10.Characteristics of SLA specific T cell response and its clinical significance in autoimmune hepatitis patients
Yan ZHAO ; Yonghong ZHANG ; Yufen TAN ; Xia FENG ; Dongmei MA ; Xin ZHANG ; Huiping YAN
Chinese Journal of Laboratory Medicine 2010;33(8):723-727
Objective To analyze the feature of SLA specific T cell response in AIH. Methods Thirtyone cases of AIH were enrolled by investigating T-cell reactivity against chemically synthesized peptides spanning the full SLA protein using ELISpot. The 31 cases of AIH included 10 anti-SLA/LP positive cases and 21 negative cases. The control groups included 30 PBC patients, 29 chronic viral hepatitis patients and 30 healthy cases. The secretion of IFN-γ after PBMC stimulated by SLA peptides was observed. Results Eighteen of 31 cases with AIH [56. 08 % ( 18/31 ) ] showed the positive response to SLA peptide pools, and only 1 of 30 patients with primary biliary cirrhosis (3.34%) and 1 of 29 patients with virus hepatitis ( 3.44% ), could be elicited responses by SLA peptide pools. There wasn't positive response in healthy eases.

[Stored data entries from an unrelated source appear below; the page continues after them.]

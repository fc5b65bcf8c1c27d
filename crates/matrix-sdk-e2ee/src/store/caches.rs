// Copyright 2020 The Matrix.org Foundation C.I.C.
//
// Licensed under the Apache License, Version 2.0 (the "License");
// you may not use this file except in compliance with the License.
// You may obtain a copy of the License at
//
//     http://www.apache.org/licenses/LICENSE-2.0
//
// Unless required by applicable law or agreed to in writing, software
// distributed under the License is distributed on an "AS IS" BASIS,
// WITHOUT WARRANTIES OR CONDITIONS OF ANY KIND, either express or implied.
// See the License for the specific language governing permissions and
// limitations under the License.

//! Collection of small in-memory stores that cache live Olm objects.
//!
//! Every user of a cached session gets a clone that shares the ratchet with
//! all the other clones, so two decryptions with the same session are
//! serialized by the session's own lock.

use std::{
    collections::{BTreeMap, HashMap},
    sync::Arc,
};

use ruma::{OwnedRoomId, RoomId};
use tokio::sync::Mutex;

use crate::{
    locks::RwLock as StdRwLock,
    olm::{InboundGroupSession, Session},
};

/// In-memory store for Olm Sessions.
#[derive(Debug, Default, Clone)]
pub struct SessionStore {
    entries: Arc<StdRwLock<BTreeMap<String, Arc<Mutex<Vec<Session>>>>>>,
}

impl SessionStore {
    /// Create a new empty Session store.
    pub fn new() -> Self {
        Self::default()
    }

    /// Add a session to the store.
    ///
    /// A session that is already in the store gets its metadata replaced
    /// while keeping its position, new sessions are appended.
    ///
    /// Returns true if the session was added, false if the session was
    /// already in the store.
    pub async fn add(&self, session: Session) -> bool {
        let sessions_lock = self
            .entries
            .write()
            .entry(session.sender_key.to_base64())
            .or_insert_with(|| Arc::new(Mutex::new(Vec::new())))
            .clone();

        let mut sessions = sessions_lock.lock().await;

        if let Some(existing) = sessions.iter_mut().find(|s| **s == session) {
            *existing = session;
            false
        } else {
            sessions.push(session);
            true
        }
    }

    /// Get all the sessions that belong to the given sender key.
    pub fn get(&self, sender_key: &str) -> Option<Arc<Mutex<Vec<Session>>>> {
        self.entries.read().get(sender_key).cloned()
    }

    /// Add a list of sessions belonging to the sender key.
    pub fn set_for_sender(&self, sender_key: &str, sessions: Vec<Session>) {
        self.entries.write().insert(sender_key.to_owned(), Arc::new(Mutex::new(sessions)));
    }
}

/// In-memory store that holds inbound group sessions.
#[derive(Debug, Default, Clone)]
pub struct GroupSessionStore {
    entries: Arc<StdRwLock<BTreeMap<OwnedRoomId, HashMap<String, InboundGroupSession>>>>,
}

impl GroupSessionStore {
    /// Create a new empty store.
    pub fn new() -> Self {
        Self::default()
    }

    /// Add an inbound group session to the store, replacing a previous copy
    /// of it.
    ///
    /// Returns true if the session was added, false if the session was
    /// already in the store.
    pub fn add(&self, session: InboundGroupSession) -> bool {
        self.entries
            .write()
            .entry(session.room_id().to_owned())
            .or_default()
            .insert(session.session_id().to_owned(), session)
            .is_none()
    }

    /// Get all the cached inbound group sessions.
    pub fn get_all(&self) -> Vec<InboundGroupSession> {
        self.entries.read().values().flat_map(HashMap::values).cloned().collect()
    }

    /// Get the number of `InboundGroupSession`s we have.
    pub fn count(&self) -> usize {
        self.entries.read().values().map(HashMap::len).sum()
    }

    /// Get a inbound group session from our store.
    ///
    /// # Arguments
    /// * `room_id` - The room id of the room that the session belongs to.
    ///
    /// * `session_id` - The unique id of the session.
    pub fn get(&self, room_id: &RoomId, session_id: &str) -> Option<InboundGroupSession> {
        self.entries.read().get(room_id)?.get(session_id).cloned()
    }
}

The response frequency to SLA peptides in AIH group was significantly higher than those in PBC cases, chronic viral hepatitis cases and healthy cases (X2 = 21. 295, 20. 655, 15.988, P < 0. 01 ). Amongst 18 AIH patients with positive responds to SLA pool, 8 antigen clusters including aa 1-44, aa 57-132, an 129-180,aa 177-196, aa 193-244, aa 241-268, aa 281-308 and aa 321-428 were highlighted. The mean number of recognized peptides was 6 (2-17), indicating the polyclonal feature. Fourteen of 18 AIH patients with positive response to SLA peptides were subjected to live function test simultaneously when PBMC were collected. There was significant correlation between the breadth of recognized poptides and AST ( logarithm, r = 0. 539, P = 0. 045). Conclusions SLA peptides can induce PBMC in peripheral blood of AIH patients to secrete IFN-γ and it is polyclonal response. The breadth of recognized peptides may reflect the degree of liver inflammation.